Dans la nuit de mercredi à jeudi, ces manifestants qui campaient pacifiquement sur la place de la Perle (Pearl roundabout) à Manama ont été attaqués sans sommation par les forces de police à coups de gaz lacrymogène et de balles en caoutchouc [vers 3:30, heure locale](*). Deux protestataires au moins ont été tués (l'un avait 23 ans, l'autre 55 ans), et il y a eu de nombreux blessés. (source : Al Jazeera) - Le hashtag sur Twitter est #bahrain - Aux dernières nouvelles, il y aurait une centaine de blessés au moins après ces brutalités policières.

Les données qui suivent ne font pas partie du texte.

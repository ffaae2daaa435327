use crate::domain::TimestampDuration;
use near_sdk::{
    borsh::{self, BorshDeserialize, BorshSerialize},
    env,
    serde::{de, Deserialize, Deserializer, Serialize, Serializer},
};
use std::{
    fmt::{self, Display, Formatter},
    ops::{Add, Deref},
    str::FromStr,
};

/// Block timestamp, i.e, number of non-leap-nanoseconds since January 1, 1970 0:00:00 UTC.
#[derive(
    BorshSerialize,
    BorshDeserialize,
    Debug,
    Clone,
    Copy,
    Eq,
    PartialEq,
    Ord,
    PartialOrd,
    Default,
    Hash,
)]
pub struct BlockTimestamp(u64);

impl BlockTimestamp {
    pub fn from_env() -> Self {
        Self(env::block_timestamp())
    }

    pub fn value(&self) -> u64 {
        self.0
    }
}

impl From<u64> for BlockTimestamp {
    fn from(value: u64) -> Self {
        Self(value)
    }
}

impl Deref for BlockTimestamp {
    type Target = u64;

    fn deref(&self) -> &Self::Target {
        &self.0
    }
}

/// saturates at `u64::MAX`
impl Add<TimestampDuration> for BlockTimestamp {
    type Output = BlockTimestamp;

    fn add(self, rhs: TimestampDuration) -> Self::Output {
        Self(self.0.saturating_add(rhs.nanos()))
    }
}

impl Display for BlockTimestamp {
    fn fmt(&self, f: &mut Formatter<'_>) -> fmt::Result {
        self.0.fmt(f)
    }
}

impl Serialize for BlockTimestamp {
    fn serialize<S>(&self, serializer: S) -> Result<S::Ok, S::Error>
    where
        S: Serializer,
    {
        serializer.serialize_str(&self.0.to_string())
    }
}

impl<'de> Deserialize<'de> for BlockTimestamp {
    fn deserialize<D>(deserializer: D) -> Result<Self, D::Error>
    where
        D: Deserializer<'de>,
    {
        let value = <String as Deserialize>::deserialize(deserializer)?;
        u64::from_str(&value)
            .map(BlockTimestamp)
            .map_err(|err| de::Error::custom(format!("invalid block timestamp: {}", err)))
    }
}

#[cfg(test)]
mod tests {
    use super::*;
    use near_sdk::serde_json;
    use oysterpack_smart_near_test::*;

    #[test]
    fn from_env() {
        let mut ctx = new_context("bob");
        ctx.block_timestamp = 1000;
        testing_env!(ctx);

        assert_eq!(BlockTimestamp::from_env(), BlockTimestamp::from(1000));
        assert_eq!(
            BlockTimestamp::from_env() + TimestampDuration::from_nanos(500),
            BlockTimestamp::from(1500)
        );
        assert_eq!(
            BlockTimestamp::from(u64::MAX) + TimestampDuration::from_secs(1),
            BlockTimestamp::from(u64::MAX)
        );
    }

    #[test]
    fn json() {
        let timestamp = BlockTimestamp::from(u64::MAX);
        let json = serde_json::to_string(&timestamp).unwrap();
        assert_eq!(json, format!("\"{}\"", u64::MAX));
        assert_eq!(
            serde_json::from_str::<BlockTimestamp>(&json).unwrap(),
            timestamp
        );
    }
}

Le Point résume la situation ce matin (avec l'AFP) : Deux manifestants bahreïnis sont décédés jeudi matin des suites de leurs blessures, portant à quatre morts le bilan de l'assaut durant la nuit des forces de sécurité contre les protestataires à Manama, selon l'opposition. Les forces antiémeute ont dispersé dans la nuit de mercredi à jeudi des manifestants qui campaient dans le centre de Manama pour réclamer des réformes, faisant deux morts, selon un premier bilan. "Hussein Zaid, blessé à la poitrine par une balle à fragmentation, est décédé ce matin à l'hôpital", a déclaré à l'AFP Ali al-Aswad, un député du mouvement chiite al-Wefaq. Il a également fait état du décès d'Issa Abdel Hassan, 60 ans, "touché à la tête". Selon lui, 95 personnes ont été blessées, dont "quatre ou cinq grièvement".

Selon Al Jazeera, le ministre de la Santé aurait démissionné en guise de protestation contre l'assaut policier, mais son ministère a démenti la nouvelle. - Une série de véhicules blindés se dirigent vers le centre de Manama où les grands axes sont bloqués par les forces de sécurité. [live blog]

[Actualisation] Ce vendredi soir, les forces de l'ordre ont a nouveau tiré sur les manifestants à Manama après la tombée de la nuit, faisant au moins 66 blessés selon Al Jazeera.